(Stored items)
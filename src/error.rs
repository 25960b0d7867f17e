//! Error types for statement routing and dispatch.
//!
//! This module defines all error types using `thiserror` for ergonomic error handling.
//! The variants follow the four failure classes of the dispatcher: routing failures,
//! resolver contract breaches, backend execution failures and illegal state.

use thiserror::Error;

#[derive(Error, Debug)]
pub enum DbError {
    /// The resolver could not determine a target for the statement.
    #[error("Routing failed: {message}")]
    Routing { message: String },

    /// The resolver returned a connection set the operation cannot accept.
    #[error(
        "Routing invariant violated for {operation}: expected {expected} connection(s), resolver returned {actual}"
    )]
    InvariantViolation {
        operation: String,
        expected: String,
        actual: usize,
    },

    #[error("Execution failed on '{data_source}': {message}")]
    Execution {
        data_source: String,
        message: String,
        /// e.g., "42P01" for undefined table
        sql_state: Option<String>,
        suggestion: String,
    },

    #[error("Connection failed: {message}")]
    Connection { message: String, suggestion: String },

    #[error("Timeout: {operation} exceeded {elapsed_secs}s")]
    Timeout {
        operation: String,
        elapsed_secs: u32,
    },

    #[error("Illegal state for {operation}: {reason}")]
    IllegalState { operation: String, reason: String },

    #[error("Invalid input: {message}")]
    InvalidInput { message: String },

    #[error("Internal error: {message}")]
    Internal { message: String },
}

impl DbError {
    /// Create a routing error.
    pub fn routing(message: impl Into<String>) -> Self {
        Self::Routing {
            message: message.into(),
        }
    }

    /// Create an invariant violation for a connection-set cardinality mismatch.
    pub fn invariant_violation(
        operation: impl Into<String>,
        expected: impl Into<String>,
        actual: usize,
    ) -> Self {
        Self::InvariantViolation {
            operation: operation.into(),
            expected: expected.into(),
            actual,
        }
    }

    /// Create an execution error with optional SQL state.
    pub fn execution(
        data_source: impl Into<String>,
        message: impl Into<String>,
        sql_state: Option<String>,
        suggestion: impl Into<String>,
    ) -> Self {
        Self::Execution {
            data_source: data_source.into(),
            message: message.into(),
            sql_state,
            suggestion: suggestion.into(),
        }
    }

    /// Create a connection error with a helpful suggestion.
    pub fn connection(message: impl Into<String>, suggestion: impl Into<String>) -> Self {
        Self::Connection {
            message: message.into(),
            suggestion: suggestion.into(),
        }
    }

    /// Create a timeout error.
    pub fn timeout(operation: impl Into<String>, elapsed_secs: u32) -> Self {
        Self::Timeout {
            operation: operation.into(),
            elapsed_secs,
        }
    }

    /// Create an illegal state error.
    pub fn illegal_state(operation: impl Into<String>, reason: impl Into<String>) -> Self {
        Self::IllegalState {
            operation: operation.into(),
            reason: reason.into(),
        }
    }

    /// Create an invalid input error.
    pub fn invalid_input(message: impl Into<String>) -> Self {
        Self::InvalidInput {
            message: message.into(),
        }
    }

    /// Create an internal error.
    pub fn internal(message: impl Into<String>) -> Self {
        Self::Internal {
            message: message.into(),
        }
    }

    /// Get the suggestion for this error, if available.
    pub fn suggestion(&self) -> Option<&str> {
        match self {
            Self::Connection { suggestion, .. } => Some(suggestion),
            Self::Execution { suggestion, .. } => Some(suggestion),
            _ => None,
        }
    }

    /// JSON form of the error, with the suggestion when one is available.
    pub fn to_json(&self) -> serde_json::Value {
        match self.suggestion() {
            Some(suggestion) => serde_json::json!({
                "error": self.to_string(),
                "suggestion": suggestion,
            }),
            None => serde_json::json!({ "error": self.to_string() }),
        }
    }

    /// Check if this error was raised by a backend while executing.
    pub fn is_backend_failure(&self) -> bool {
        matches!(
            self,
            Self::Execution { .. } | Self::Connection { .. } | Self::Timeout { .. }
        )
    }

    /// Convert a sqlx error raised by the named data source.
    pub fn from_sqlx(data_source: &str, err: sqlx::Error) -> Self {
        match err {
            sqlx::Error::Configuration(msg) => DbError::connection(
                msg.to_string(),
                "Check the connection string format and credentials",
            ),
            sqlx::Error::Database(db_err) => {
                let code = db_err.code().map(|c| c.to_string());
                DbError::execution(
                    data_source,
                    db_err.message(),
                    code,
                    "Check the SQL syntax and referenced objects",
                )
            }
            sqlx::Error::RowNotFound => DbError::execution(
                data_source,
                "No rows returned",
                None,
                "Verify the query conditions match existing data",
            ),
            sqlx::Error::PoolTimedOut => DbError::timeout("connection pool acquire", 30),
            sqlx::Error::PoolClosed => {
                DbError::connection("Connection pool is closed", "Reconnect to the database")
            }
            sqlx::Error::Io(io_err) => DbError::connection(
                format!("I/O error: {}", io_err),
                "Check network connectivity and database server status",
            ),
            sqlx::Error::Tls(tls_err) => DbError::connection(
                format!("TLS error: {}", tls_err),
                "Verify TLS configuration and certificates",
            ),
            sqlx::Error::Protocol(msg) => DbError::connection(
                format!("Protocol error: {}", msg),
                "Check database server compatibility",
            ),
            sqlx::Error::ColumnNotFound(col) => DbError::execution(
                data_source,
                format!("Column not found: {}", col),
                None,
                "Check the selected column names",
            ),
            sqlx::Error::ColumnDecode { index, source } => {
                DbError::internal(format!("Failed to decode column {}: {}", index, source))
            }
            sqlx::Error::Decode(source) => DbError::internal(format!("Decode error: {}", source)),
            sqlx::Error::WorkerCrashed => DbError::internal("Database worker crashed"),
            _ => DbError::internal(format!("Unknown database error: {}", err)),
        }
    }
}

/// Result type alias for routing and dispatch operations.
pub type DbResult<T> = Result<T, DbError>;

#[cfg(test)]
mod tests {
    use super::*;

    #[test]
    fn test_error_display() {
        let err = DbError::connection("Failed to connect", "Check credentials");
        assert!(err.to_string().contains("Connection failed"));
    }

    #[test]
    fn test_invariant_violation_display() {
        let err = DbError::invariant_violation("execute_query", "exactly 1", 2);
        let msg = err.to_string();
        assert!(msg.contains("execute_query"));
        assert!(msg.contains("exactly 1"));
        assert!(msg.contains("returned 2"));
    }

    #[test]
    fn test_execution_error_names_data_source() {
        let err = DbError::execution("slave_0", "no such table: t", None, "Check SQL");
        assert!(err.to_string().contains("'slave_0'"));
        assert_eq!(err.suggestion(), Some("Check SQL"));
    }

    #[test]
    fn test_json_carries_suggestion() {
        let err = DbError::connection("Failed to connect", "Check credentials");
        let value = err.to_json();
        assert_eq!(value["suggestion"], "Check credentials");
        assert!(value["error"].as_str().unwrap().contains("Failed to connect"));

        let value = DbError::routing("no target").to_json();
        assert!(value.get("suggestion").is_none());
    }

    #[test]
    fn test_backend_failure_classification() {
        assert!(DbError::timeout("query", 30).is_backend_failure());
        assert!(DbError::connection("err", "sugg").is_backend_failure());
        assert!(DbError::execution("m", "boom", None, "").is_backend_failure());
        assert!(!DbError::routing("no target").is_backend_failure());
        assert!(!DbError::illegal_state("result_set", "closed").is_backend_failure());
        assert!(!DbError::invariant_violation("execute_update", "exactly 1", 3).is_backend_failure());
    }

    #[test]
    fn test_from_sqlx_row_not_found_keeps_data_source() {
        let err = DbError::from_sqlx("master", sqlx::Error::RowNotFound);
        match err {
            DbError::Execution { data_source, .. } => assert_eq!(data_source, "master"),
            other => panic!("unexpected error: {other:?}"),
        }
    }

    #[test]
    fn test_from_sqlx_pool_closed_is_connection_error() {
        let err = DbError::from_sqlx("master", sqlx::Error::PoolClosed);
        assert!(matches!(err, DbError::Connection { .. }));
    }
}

Task brief -
Could the data above be returned exactly as it stands?

Solution to the exercise -
filename src/error.rs
repository 25960b0d7867f17e
//! Error types for statement routing and dispatch.
//!
//! This module defines all error types using `thiserror` for ergonomic error handling.
//! The variants follow the four failure classes of the dispatcher: routing failures,
//! resolver contract breaches, backend execution failures and illegal state.

use thiserror::Error;

#[derive(Error, Debug)]
pub enum DbError {
    /// The resolver could not determine a target for the statement.
    #[error("Routing failed: {message}")]
    Routing { message: String },

    /// The resolver returned a connection set the operation cannot accept.
    #[error(
        "Routing invariant violated for {operation}: expected {expected} connection(s), resolver returned {actual}"
    )]
    InvariantViolation {
        operation: String,
        expected: String,
        actual: usize,
    },

    #[error("Execution failed on '{data_source}': {message}")]
    Execution {
        data_source: String,
        message: String,
        /// e.g., "42P01" for undefined table
        sql_state: Option<String>,
        suggestion: String,
    },

    #[error("Connection failed: {message}")]
    Connection { message: String, suggestion: String },

    #[error("Timeout: {operation} exceeded {elapsed_secs}s")]
    Timeout {
        operation: String,
        elapsed_secs: u32,
    },

    #[error("Illegal state for {operation}: {reason}")]
    IllegalState { operation: String, reason: String },

    #[error("Invalid input: {message}")]
    InvalidInput { message: String },

    #[error("Internal error: {message}")]
    Internal { message: String },
}

impl DbError {
    /// Create a routing error.
    pub fn routing(message: impl Into<String>) -> Self {
        Self::Routing {
            message: message.into(),
        }
    }

    /// Create an invariant violation for a connection-set cardinality mismatch.
    pub fn invariant_violation(
        operation: impl Into<String>,
        expected: impl Into<String>,
        actual: usize,
    ) -> Self {
        Self::InvariantViolation {
            operation: operation.into(),
            expected: expected.into(),
            actual,
        }
    }

    /// Create an execution error with optional SQL state.
    pub fn execution(
        data_source: impl Into<String>,
        message: impl Into<String>,
        sql_state: Option<String>,
        suggestion: impl Into<String>,
    ) -> Self {
        Self::Execution {
            data_source: data_source.into(),
            message: message.into(),
            sql_state,
            suggestion: suggestion.into(),
        }
    }

    /// Create a connection error with a helpful suggestion.
    pub fn connection(message: impl Into<String>, suggestion: impl Into<String>) -> Self {
        Self::Connection {
            message: message.into(),
            suggestion: suggestion.into(),
        }
    }

    /// Create a timeout error.
    pub fn timeout(operation: impl Into<String>, elapsed_secs: u32) -> Self {
        Self::Timeout {
            operation: operation.into(),
            elapsed_secs,
        }
    }

    /// Create an illegal state error.
    pub fn illegal_state(operation: impl Into<String>, reason: impl Into<String>) -> Self {
        Self::IllegalState {
            operation: operation.into(),
            reason: reason.into(),
        }
    }

    /// Create an invalid input error.
    pub fn invalid_input(message: impl Into<String>) -> Self {
        Self::InvalidInput {
            message: message.into(),
        }
    }

    /// Create an internal error.
    pub fn internal(message: impl Into<String>) -> Self {
        Self::Internal {
            message: message.into(),
        }
    }

    /// Get the suggestion for this error, if available.
    pub fn suggestion(&self) -> Option<&str> {
        match self {
            Self::Connection { suggestion, .. } => Some(suggestion),
            Self::Execution { suggestion, .. } => Some(suggestion),
            _ => None,
        }
    }

    /// JSON form of the error, with the suggestion when one is available.
    pub fn to_json(&self) -> serde_json::Value {
        match self.suggestion() {
            Some(suggestion) => serde_json::json!({
                "error": self.to_string(),
                "suggestion": suggestion,
            }),
            None => serde_json::json!({ "error": self.to_string() }),
        }
    }

    /// Check if this error was raised by a backend while executing.
    pub fn is_backend_failure(&self) -> bool {
        matches!(
            self,
            Self::Execution { .. } | Self::Connection { .. } | Self::Timeout { .. }
        )
    }

    /// Convert a sqlx error raised by the named data source.
    pub fn from_sqlx(data_source: &str, err: sqlx::Error) -> Self {
        match err {
            sqlx::Error::Configuration(msg) => DbError::connection(
                msg.to_string(),
                "Check the connection string format and credentials",
            ),
            sqlx::Error::Database(db_err) => {
                let code = db_err.code().map(|c| c.to_string());
                DbError::execution(
                    data_source,
                    db_err.message(),
                    code,
                    "Check the SQL syntax and referenced objects",
                )
            }
            sqlx::Error::RowNotFound => DbError::execution(
                data_source,
                "No rows returned",
                None,
                "Verify the query conditions match existing data",
            ),
            sqlx::Error::PoolTimedOut => DbError::timeout("connection pool acquire", 30),
            sqlx::Error::PoolClosed => {
                DbError::connection("Connection pool is closed", "Reconnect to the database")
            }
            sqlx::Error::Io(io_err) => DbError::connection(
                format!("I/O error: {}", io_err),
                "Check network connectivity and database server status",
            ),
            sqlx::Error::Tls(tls_err) => DbError::connection(
                format!("TLS error: {}", tls_err),
                "Verify TLS configuration and certificates",
            ),
            sqlx::Error::Protocol(msg) => DbError::connection(
                format!("Protocol error: {}", msg),
                "Check database server compatibility",
            ),
            sqlx::Error::ColumnNotFound(col) => DbError::execution(
                data_source,
                format!("Column not found: {}", col),
                None,
                "Check the selected column names",
            ),
            sqlx::Error::ColumnDecode { index, source } => {
                DbError::internal(format!("Failed to decode column {}: {}", index, source))
            }
            sqlx::Error::Decode(source) => DbError::internal(format!("Decode error: {}", source)),
            sqlx::Error::WorkerCrashed => DbError::internal("Database worker crashed"),
            _ => DbError::internal(format!("Unknown database error: {}", err)),
        }
    }
}

/// Result type alias for routing and dispatch operations.
pub type DbResult<T> = Result<T, DbError>;

#[cfg(test)]
mod tests {
    use super::*;

    #[test]
    fn test_error_display() {
        let err = DbError::connection("Failed to connect", "Check credentials");
        assert!(err.to_string().contains("Connection failed"));
    }

    #[test]
    fn test_invariant_violation_display() {
        let err = DbError::invariant_violation("execute_query", "exactly 1", 2);
        let msg = err.to_string();
        assert!(msg.contains("execute_query"));
        assert!(msg.contains("exactly 1"));
        assert!(msg.contains("returned 2"));
    }

    #[test]
    fn test_execution_error_names_data_source() {
        let err = DbError::execution("slave_0", "no such table: t", None, "Check SQL");
        assert!(err.to_string().contains("'slave_0'"));
        assert_eq!(err.suggestion(), Some("Check SQL"));
    }

    #[test]
    fn test_json_carries_suggestion() {
        let err = DbError::connection("Failed to connect", "Check credentials");
        let value = err.to_json();
        assert_eq!(value["suggestion"], "Check credentials");
        assert!(value["error"].as_str().unwrap().contains("Failed to connect"));

        let value = DbError::routing("no target").to_json();
        assert!(value.get("suggestion").is_none());
    }

    #[test]
    fn test_backend_failure_classification() {
        assert!(DbError::timeout("query", 30).is_backend_failure());
        assert!(DbError::connection("err", "sugg").is_backend_failure());
        assert!(DbError::execution("m", "boom", None, "").is_backend_failure());
        assert!(!DbError::routing("no target").is_backend_failure());
        assert!(!DbError::illegal_state("result_set", "closed").is_backend_failure());
        assert!(!DbError::invariant_violation("execute_update", "exactly 1", 3).is_backend_failure());
    }

    #[test]
    fn test_from_sqlx_row_not_found_keeps_data_source() {
        let err = DbError::from_sqlx("master", sqlx::Error::RowNotFound);
        match err {
            DbError::Execution { data_source, .. } => assert_eq!(data_source, "master"),
            other => panic!("unexpected error: {other:?}"),
        }
    }

    #[test]
    fn test_from_sqlx_pool_closed_is_connection_error() {
        let err = DbError::from_sqlx("master", sqlx::Error::PoolClosed);
        assert!(matches!(err, DbError::Connection { .. }));
    }
}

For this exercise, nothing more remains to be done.